Data supplied:
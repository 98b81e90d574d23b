//! Infrastructure layer for chathub-server.
//!
//! The infrastructure layer handles all I/O: accepting WebSocket connections,
//! adapting them to the peer ports, and reading the config file.
//!
//! # Responsibilities
//!
//! - Binding a TCP listener and polling the shutdown flag
//! - Performing the WebSocket HTTP upgrade and path routing
//! - Implementing `PeerReader` / `PeerWriter` over tokio-tungstenite
//! - Loading `HubConfig` from TOML
//!
//! # What does NOT belong here?
//!
//! - Roster or broadcast rules (that is the application layer)
//! - Config validation rules (that is the domain layer)

pub mod config_file;
pub mod ws_peer;
pub mod ws_server;

// Re-export the primary entry points so `main.rs` can call them concisely.
pub use config_file::load_config;
pub use ws_server::{run_server, serve};
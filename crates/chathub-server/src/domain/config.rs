//! Hub configuration types.
//!
//! [`HubConfig`] is the single source of truth for all runtime settings.  It
//! can be built from defaults, parsed from a TOML document, and then
//! overridden field by field from CLI arguments (see `main.rs`).
//!
//! # TOML schema
//!
//! Every key is optional; absent keys keep their default.
//!
//! ```toml
//! bind_addr = "0.0.0.0:8080"
//! ws_path = "/ws"
//! mailbox_capacity = 256
//! backpressure = "disconnect"   # or "drop_message", "block"
//! wire_format = "json"          # or "bincode"
//! ```

use std::net::SocketAddr;

use chathub_core::WireFormat;
use serde::{Deserialize, Serialize};
use thiserror::Error;

use crate::domain::policy::BackpressurePolicy;

/// Default number of encoded events a session may have queued.
pub const DEFAULT_MAILBOX_CAPACITY: usize = 256;

/// Error type for configuration loading and validation.
#[derive(Debug, Error)]
pub enum ConfigError {
    /// The config file could not be read.
    #[error("I/O error reading config at {path}: {source}")]
    Io {
        path: std::path::PathBuf,
        #[source]
        source: std::io::Error,
    },

    /// The TOML content could not be parsed.
    #[error("failed to parse config TOML: {0}")]
    Parse(#[from] toml::de::Error),

    /// A value parsed fine but is not usable.
    #[error("invalid config value for `{field}`: {reason}")]
    Invalid { field: &'static str, reason: String },
}

/// All runtime configuration for the hub and its WebSocket gateway.
///
/// # Example
///
/// ```rust
/// use chathub_server::domain::HubConfig;
///
/// let cfg = HubConfig::default();
/// assert_eq!(cfg.bind_addr.port(), 8080);
/// assert_eq!(cfg.mailbox_capacity, 256);
/// ```
#[derive(Debug, Clone, PartialEq, Serialize, Deserialize)]
#[serde(default, deny_unknown_fields)]
pub struct HubConfig {
    /// Address the WebSocket listener binds to.
    pub bind_addr: SocketAddr,

    /// Request path that is upgraded to a WebSocket.  Other paths get 404.
    pub ws_path: String,

    /// Capacity of each session's outbound mailbox.
    pub mailbox_capacity: usize,

    /// What the hub does when a mailbox is full.
    pub backpressure: BackpressurePolicy,

    /// Payload encoding for every event on this hub.
    pub wire_format: WireFormat,
}

impl Default for HubConfig {
    /// | Field            | Default          |
    /// |------------------|------------------|
    /// | bind_addr        | `127.0.0.1:8080` |
    /// | ws_path          | `/ws`            |
    /// | mailbox_capacity | 256              |
    /// | backpressure     | `disconnect`     |
    /// | wire_format      | `json`           |
    fn default() -> Self {
        Self {
            bind_addr: SocketAddr::from(([127, 0, 0, 1], 8080)),
            ws_path: "/ws".to_string(),
            mailbox_capacity: DEFAULT_MAILBOX_CAPACITY,
            backpressure: BackpressurePolicy::default(),
            wire_format: WireFormat::default(),
        }
    }
}

impl HubConfig {
    /// Parses and validates a TOML document.
    ///
    /// # Errors
    ///
    /// Returns [`ConfigError::Parse`] for malformed TOML or unknown keys, and
    /// [`ConfigError::Invalid`] if a value fails [`HubConfig::validate`].
    pub fn from_toml_str(text: &str) -> Result<Self, ConfigError> {
        let config: HubConfig = toml::from_str(text)?;
        config.validate()?;
        Ok(config)
    }

    /// Checks the values serde cannot check on its own.
    ///
    /// # Errors
    ///
    /// - `mailbox_capacity` must be at least 1 (a zero-sized mailbox could
    ///   never accept the handshake).
    /// - `ws_path` must start with `/`.
    pub fn validate(&self) -> Result<(), ConfigError> {
        if self.mailbox_capacity == 0 {
            return Err(ConfigError::Invalid {
                field: "mailbox_capacity",
                reason: "must be at least 1".to_string(),
            });
        }
        if !self.ws_path.starts_with('/') {
            return Err(ConfigError::Invalid {
                field: "ws_path",
                reason: format!("'{}' must start with '/'", self.ws_path),
            });
        }
        Ok(())
    }
}

// ── Tests ─────────────────────────────────────────────────────────────────────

The task: Using only the entries above, output the line with "pub enum ConfigError", the line with "to parse config", and all lines between them, exactly as they stand.

Answer space:
pub enum ConfigError {
    /// The config file could not be read.
    #[error("I/O error reading config at {path}: {source}")]
    Io {
        path: std::path::PathBuf,
        #[source]
        source: std::io::Error,
    },

    /// The TOML content could not be parsed.
    #[error("failed to parse config TOML: {0}")]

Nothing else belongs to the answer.